Surge, então, o capitão: formalmente na presidência da República, os militares e seu porta-voz passam a questionar o sistema eletrônico que os elegeu.
A estrutura operacional-financeira das eleições nacionais se confunde com a das Forças Armadas. Ao lançar boatos alimentados diariamente pela mídia, o sistema faz com que o inimigo, que deveria investigá-lo, passe a defendê-lo. As primeiras linhas do Manual de Operações Psicológicas do Exército evocam Sun Tsu: “Lutar e vencer todas as batalhas não é glória suprema. A glória suprema consiste em quebrar a resistência do inimigo sem lutar“.
“Nossa civilização escolheu a máquina, a medicina e a felicidade. Eis por que é preciso guardar esses livros trancados no cofre”. Aldous Huxley, Admirável Mundo Novo
As leis marciais da pandemia consolidam a Era das Distopias. A tecnofinança engole todas as relações humanas: institucionais, produtivas, comerciais, educativas, afetivas.
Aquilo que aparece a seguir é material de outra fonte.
#[cfg(test)]
mod tests {
    use super::*;
    use crate::config::AudiencePolicy;
    use crate::federation::AdapterError;
    use crate::identity::ROLE_ADMINISTRATOR;
    use async_trait::async_trait;
    use serde_json::json;
    use wiremock::matchers::{method, path};
    use wiremock::{Mock, MockServer, ResponseTemplate};

    const DEVICE_CODE: &str = "0123456789abcdef0123456789abcdef";

    /// Adapter answering every callback with a fixed identity.
    struct FixedAdapter {
        identity: Option<CanonicalIdentity>,
    }

    #[async_trait]
    impl IdentityProviderAdapter for FixedAdapter {
        fn provider(&self) -> Provider {
            Provider::Google
        }

        fn begin_login(&self, state: &LoginState) -> Result<Url, AdapterError> {
            let mut url = Url::parse("https://accounts.example.com/auth").unwrap();
            url.query_pairs_mut()
                .append_pair("state", &state.encode().unwrap());
            Ok(url)
        }

        async fn complete_login(
            &self,
            _callback: &CallbackParams,
        ) -> Result<CanonicalIdentity, AdapterError> {
            self.identity.clone().ok_or(AdapterError::MissingIdentityToken)
        }
    }

    fn identity(audience: &str) -> CanonicalIdentity {
        CanonicalIdentity::new("alice@example.com", audience, Provider::Google)
    }

    fn broker(
        server: &MockServer,
        policies: Vec<AudiencePolicy>,
        identity: Option<CanonicalIdentity>,
    ) -> Broker {
        let maker = Arc::new(
            TokenMaker::hs256("0123456789abcdef0123456789abcdef", "https://login.example.com")
                .unwrap(),
        );
        let membership = MembershipClient::new(reqwest::Client::new(), Arc::clone(&maker));
        let router = AuthorizationRouter::new(policies, server.uri(), membership);
        Broker::new(router, maker, "example.com").with_adapter(Arc::new(FixedAdapter { identity }))
    }

    fn skip_policy(name: &str, redirect: Option<&str>) -> AudiencePolicy {
        AudiencePolicy {
            name: name.to_string(),
            authorize: false,
            authorize_url: None,
            redirect: redirect.map(str::to_string),
        }
    }

    fn token_from(url: &Url) -> &str {
        url.fragment().unwrap()
    }

    #[tokio::test]
    async fn test_skipped_authorization_redirects_with_token() {
        let server = MockServer::start().await;
        let broker = broker(&server, vec![skip_policy("acme", None)], Some(identity("acme")));

        let outcome = broker
            .complete_login(Provider::Google, &CallbackParams::default())
            .await
            .unwrap();
        let BrokerOutcome::Redirect(url) = outcome else {
            panic!("expected redirect");
        };
        assert_eq!(url.host_str(), Some("acme.example.com"));
        assert_eq!(url.query(), Some("from=oauth"));

        let payload = broker.token_maker().verify_token(token_from(&url)).unwrap();
        assert_eq!(payload.upn, "alice@example.com");
        assert!(payload.roles.is_empty());
        assert!(server.received_requests().await.unwrap().is_empty());
    }

    #[tokio::test]
    async fn test_member_roles_are_in_token() {
        let server = MockServer::start().await;
        Mock::given(method("GET"))
            .and(path("/user/alice@example.com/google"))
            .respond_with(
                ResponseTemplate::new(200).set_body_json(json!({"roles": [ROLE_ADMINISTRATOR]})),
            )
            .expect(1)
            .mount(&server)
            .await;
        let broker = broker(&server, Vec::new(), Some(identity("acme")));

        let BrokerOutcome::Redirect(url) = broker
            .complete_login(Provider::Google, &CallbackParams::default())
            .await
            .unwrap()
        else {
            panic!("expected redirect");
        };
        let payload = broker.token_maker().verify_token(token_from(&url)).unwrap();
        assert_eq!(payload.roles, vec![ROLE_ADMINISTRATOR]);
    }

    #[tokio::test]
    async fn test_not_member() {
        let server = MockServer::start().await;
        Mock::given(method("GET"))
            .respond_with(ResponseTemplate::new(404))
            .mount(&server)
            .await;
        let broker = broker(&server, Vec::new(), Some(identity("acme")));

        let err = broker
            .complete_login(Provider::Google, &CallbackParams::default())
            .await
            .unwrap_err();
        assert_eq!(err.status_code(), 404);
        assert_eq!(
            err.user_message(),
            "User: alice@example.com is not member in the organisation ACME."
        );
    }

    #[tokio::test]
    async fn test_device_login_links_device() {
        let server = MockServer::start().await;
        Mock::given(method("POST"))
            .and(path(format!("/user/alice@example.com/device/{DEVICE_CODE}")))
            .respond_with(ResponseTemplate::new(200))
            .expect(1)
            .mount(&server)
            .await;
        let mut identity = identity("acme");
        identity.device_code = Some(DEVICE_CODE.to_string());
        let broker = broker(&server, vec![skip_policy("acme", None)], Some(identity));

        let outcome = broker
            .complete_login(Provider::Google, &CallbackParams::default())
            .await
            .unwrap();
        assert_eq!(outcome, BrokerOutcome::DeviceLinked);
    }

    #[tokio::test]
    async fn test_device_link_failure_is_server_error() {
        let server = MockServer::start().await;
        Mock::given(method("POST"))
            .respond_with(ResponseTemplate::new(404))
            .mount(&server)
            .await;
        let mut identity = identity("acme");
        identity.device_code = Some(DEVICE_CODE.to_string());
        let broker = broker(&server, vec![skip_policy("acme", None)], Some(identity));

        let err = broker
            .complete_login(Provider::Google, &CallbackParams::default())
            .await
            .unwrap_err();
        assert!(matches!(err, BrokerError::DeviceLink(_)));
        assert_eq!(err.status_code(), 500);
        assert_eq!(err.user_message(), "Server error");
    }

    #[tokio::test]
    async fn test_malformed_device_code_is_ignored() {
        let server = MockServer::start().await;
        let mut identity = identity("acme");
        identity.device_code = Some("../../admin".to_string());
        let broker = broker(&server, vec![skip_policy("acme", None)], Some(identity));

        let outcome = broker
            .complete_login(Provider::Google, &CallbackParams::default())
            .await
            .unwrap();
        assert!(matches!(outcome, BrokerOutcome::Redirect(_)));
    }

    #[tokio::test]
    async fn test_fixed_redirect_with_hint() {
        let server = MockServer::start().await;
        let mut identity = identity("console");
        identity.redirect = Some("/settings?tab=1".to_string());
        let broker = broker(
            &server,
            vec![skip_policy("console", Some("https://console.example.net/login"))],
            Some(identity),
        );

        let BrokerOutcome::Redirect(url) = broker
            .complete_login(Provider::Google, &CallbackParams::default())
            .await
            .unwrap()
        else {
            panic!("expected redirect");
        };
        assert_eq!(url.host_str(), Some("console.example.net"));
        assert_eq!(url.path(), "/login");
        let pairs: Vec<(String, String)> = url.query_pairs().into_owned().collect();
        assert_eq!(pairs, vec![("redirect".to_string(), "/settings?tab=1".to_string())]);
        assert!(url.fragment().is_some());
    }

    #[tokio::test]
    async fn test_default_redirect_rejects_bad_audience() {
        let server = MockServer::start().await;
        let broker = broker(&server, Vec::new(), None);

        let err = broker.redirect_target(&identity("evil.com/x"), "t").unwrap_err();
        assert_eq!(err.status_code(), 500);

        let url = broker.redirect_target(&identity("Acme"), "t").unwrap();
        assert_eq!(url.as_str(), "https://acme.example.com/?from=oauth#t");
    }

    #[tokio::test]
    async fn test_default_redirect_rejects_domain_with_path() {
        let server = MockServer::start().await;
        let mut broker = broker(&server, Vec::new(), None);
        broker.redirect_domain = "example.com/phish".to_string();
        assert!(broker.redirect_target(&identity("acme"), "t").is_err());
    }

    #[tokio::test]
    async fn test_adapter_failure_is_unauthorized() {
        let server = MockServer::start().await;
        let broker = broker(&server, Vec::new(), None);

        let err = broker
            .complete_login(Provider::Google, &CallbackParams::default())
            .await
            .unwrap_err();
        assert_eq!(err.status_code(), 401);
        assert_eq!(err.user_message(), "Error when processing request.");
    }

    #[tokio::test]
    async fn test_unconfigured_provider() {
        let server = MockServer::start().await;
        let broker = broker(&server, Vec::new(), None);

        let err = broker
            .begin_login(Provider::Microsoft, LoginState::new("acme"))
            .unwrap_err();
        assert!(matches!(err, BrokerError::ProviderUnavailable(Provider::Microsoft)));
        assert_eq!(err.status_code(), 400);
    }

    #[tokio::test]
    async fn test_begin_login_stamps_provider() {
        let server = MockServer::start().await;
        let broker = broker(&server, Vec::new(), None);

        let url = broker
            .begin_login(Provider::Google, LoginState::new("acme"))
            .unwrap();
        let state = url
            .query_pairs()
            .find(|(k, _)| k == "state")
            .map(|(_, v)| v.into_owned())
            .unwrap();
        let state = LoginState::decode(&state).unwrap();
        assert_eq!(state.provider, Some(Provider::Google));
        assert_eq!(broker.providers(), vec![Provider::Google]);
    }
}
Mais matéria-prima gratuita transformada em dados comportamentais. Shoshana Zuboff, Capitalismo de Vigilância (2019): esses dados alimentam “produtos de predição que antecipam o que um determinado indivíduo faria agora, daqui a pouco e mais tarde”, gerando “uma nova espécie de poder que chamo de instrumentarismo. O poder instrumentário conhece e molda o comportamento humano em prol das finalidades de terceiros. Em vez de armamentos e exércitos, ele faz valer sua vontade através do meio automatizado de uma arquitetura computacional cada vez mais ubíqua composta de dispositivos, coisas e espaços inteligentes conectados em rede”. Todo esse aparato “produz um entorpecimento psíquico que nos habitua às realidades de estar sendo seguido, analisado, minerado e modificado”.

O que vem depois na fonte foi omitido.